//! Tenant Registry (C1, §4.1).
//!
//! Resolves a tenant by slug, API-key hash, or webhook identifier, and
//! decrypts its CRM config on demand. Decryption is a separate explicit
//! call per §4.1 so that a lookup alone never touches the encryption key.

use std::collections::HashMap;

use async_trait::async_trait;
use chrono::Utc;
use sha2::{Digest, Sha256};
use tokio::sync::RwLock;
use uuid::Uuid;

use crate::encryption::ConfigEncryptor;
use crate::error::TenantError;
use crate::model::{CrmConfig, Environment, Provider, Tenant};
use crate::util::hex;

/// Read access to the tenant registry (§4.1). Implementations talk to the
/// relational store; that store is an external collaborator (§1) and is not
/// specified here.
#[async_trait]
pub trait TenantRegistry: Send + Sync {
    async fn get_by_slug(&self, slug: &str) -> Result<Tenant, TenantError>;
    async fn get_by_api_key_hash(&self, hash_hex: &str) -> Result<Tenant, TenantError>;
    async fn find_by_webhook_identifier(
        &self,
        key: &str,
        value: &str,
    ) -> Result<Tenant, TenantError>;
    async fn list_active(&self, env: Option<Environment>) -> Result<Vec<Tenant>, TenantError>;
}

/// Hash an API key the same way the registry indexes `api_key_hash` (§4.4
/// step 2: "compute SHA-256 hex").
pub fn hash_api_key(api_key: &str) -> String {
    let digest = Sha256::digest(api_key.as_bytes());
    hex::encode(&digest)
}

/// Decrypt a tenant's CRM config using the process encryption key (§4.1).
///
/// Fails with `ConfigDecryptFailed` if the ciphertext is invalid or the key
/// does not match — never logs the decrypted bytes, even on error.
pub fn decrypt_crm_config(
    tenant: &Tenant,
    encryptor: &ConfigEncryptor,
) -> Result<CrmConfig, TenantError> {
    let plaintext = encryptor.decrypt(&tenant.crm_config_ciphertext)?;
    serde_json::from_slice(&plaintext).map_err(|e| TenantError::ConfigDecryptFailed {
        message: e.to_string(),
    })
}

/// Fields an operator supplies when provisioning a new tenant (§3: "created
/// by provisioning tool"). `crm_config_ciphertext` is produced by the caller
/// (it holds the `ConfigEncryptor`); this layer never sees plaintext.
#[derive(Debug, Clone)]
pub struct NewTenant {
    pub slug: String,
    pub name: String,
    pub crm_provider: Provider,
    pub crm_config_ciphertext: Vec<u8>,
    pub webhook_identifiers: HashMap<String, String>,
    pub api_key_hash: String,
    pub environment: Environment,
}

/// Write access to the tenant registry, separate from the read-mostly
/// `TenantRegistry` trait the request path uses (§4.1 lookups are a hot
/// path; provisioning is not). Implemented by the same in-memory store here;
/// a real deployment backs both traits with the same relational table.
#[async_trait]
pub trait TenantAdmin: Send + Sync {
    async fn create_tenant(&self, input: NewTenant) -> Result<Tenant, TenantError>;
    async fn rotate_crm_config(&self, tenant_id: Uuid, ciphertext: Vec<u8>) -> Result<Tenant, TenantError>;
    async fn list_all(&self) -> Result<Vec<Tenant>, TenantError>;
}

/// An in-memory `TenantRegistry`/`TenantAdmin` for tests, local development,
/// and as the default when no relational store is wired up.
#[derive(Default)]
pub struct InMemoryTenantRegistry {
    tenants: RwLock<Vec<Tenant>>,
}

impl InMemoryTenantRegistry {
    pub fn new(tenants: Vec<Tenant>) -> Self {
        Self { tenants: RwLock::new(tenants) }
    }
}

#[async_trait]
impl TenantRegistry for InMemoryTenantRegistry {
    async fn get_by_slug(&self, slug: &str) -> Result<Tenant, TenantError> {
        self.tenants
            .read()
            .await
            .iter()
            .find(|t| t.slug == slug)
            .cloned()
            .ok_or_else(|| TenantError::NotFound(slug.to_string()))
    }

    async fn get_by_api_key_hash(&self, hash_hex: &str) -> Result<Tenant, TenantError> {
        // Callers store the raw key; the registry index is over its hash. In
        // tests, tenants carry their hash in `settings["api_key_hash"]`.
        self.tenants
            .read()
            .await
            .iter()
            .find(|t| {
                t.settings
                    .get("api_key_hash")
                    .and_then(|v| v.as_str())
                    .map(|h| h == hash_hex)
                    .unwrap_or(false)
            })
            .cloned()
            .ok_or_else(|| TenantError::NotFound(format!("api_key_hash:{hash_hex}")))
    }

    async fn find_by_webhook_identifier(
        &self,
        key: &str,
        value: &str,
    ) -> Result<Tenant, TenantError> {
        self.tenants
            .read()
            .await
            .iter()
            .find(|t| t.webhook_identifiers.get(key).map(|v| v == value).unwrap_or(false))
            .cloned()
            .ok_or_else(|| TenantError::NotFound(format!("{key}={value}")))
    }

    async fn list_active(&self, env: Option<Environment>) -> Result<Vec<Tenant>, TenantError> {
        Ok(self
            .tenants
            .read()
            .await
            .iter()
            .filter(|t| t.is_active)
            .filter(|t| env.map(|e| t.environment == e).unwrap_or(true))
            .cloned()
            .collect())
    }
}

#[async_trait]
impl TenantAdmin for InMemoryTenantRegistry {
    async fn create_tenant(&self, input: NewTenant) -> Result<Tenant, TenantError> {
        let mut guard = self.tenants.write().await;
        if guard.iter().any(|t| t.slug == input.slug) {
            return Err(TenantError::SlugTaken(input.slug));
        }
        let now = Utc::now();
        let mut settings = HashMap::new();
        settings.insert("api_key_hash".to_string(), serde_json::Value::String(input.api_key_hash));
        let tenant = Tenant {
            id: Uuid::new_v4(),
            slug: input.slug,
            name: input.name,
            legacy_store_id: None,
            crm_provider: input.crm_provider,
            crm_config_ciphertext: input.crm_config_ciphertext,
            webhook_identifiers: input.webhook_identifiers,
            features: HashMap::new(),
            settings,
            is_active: true,
            environment: input.environment,
            created_at: now,
            updated_at: now,
        };
        guard.push(tenant.clone());
        tracing::info!(tenant_id = %tenant.id, slug = %tenant.slug, "tenant created");
        Ok(tenant)
    }

    async fn rotate_crm_config(&self, tenant_id: Uuid, ciphertext: Vec<u8>) -> Result<Tenant, TenantError> {
        let mut guard = self.tenants.write().await;
        let tenant = guard
            .iter_mut()
            .find(|t| t.id == tenant_id)
            .ok_or_else(|| TenantError::NotFound(tenant_id.to_string()))?;
        tenant.crm_config_ciphertext = ciphertext;
        tenant.updated_at = Utc::now();
        tracing::info!(%tenant_id, "crm config rotated");
        Ok(tenant.clone())
    }

    async fn list_all(&self) -> Result<Vec<Tenant>, TenantError> {
        Ok(self.tenants.read().await.clone())
    }
}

++++++++

Exercise:
Your answer must be the lines from the first line of the entries above through the line that contains "use chrono::Utc;", written out exactly.

Answer for the task:
//! Tenant Registry (C1, §4.1).
//!
//! Resolves a tenant by slug, API-key hash, or webhook identifier, and
//! decrypts its CRM config on demand. Decryption is a separate explicit
//! call per §4.1 so that a lookup alone never touches the encryption key.

use std::collections::HashMap;

use async_trait::async_trait;
use chrono::Utc;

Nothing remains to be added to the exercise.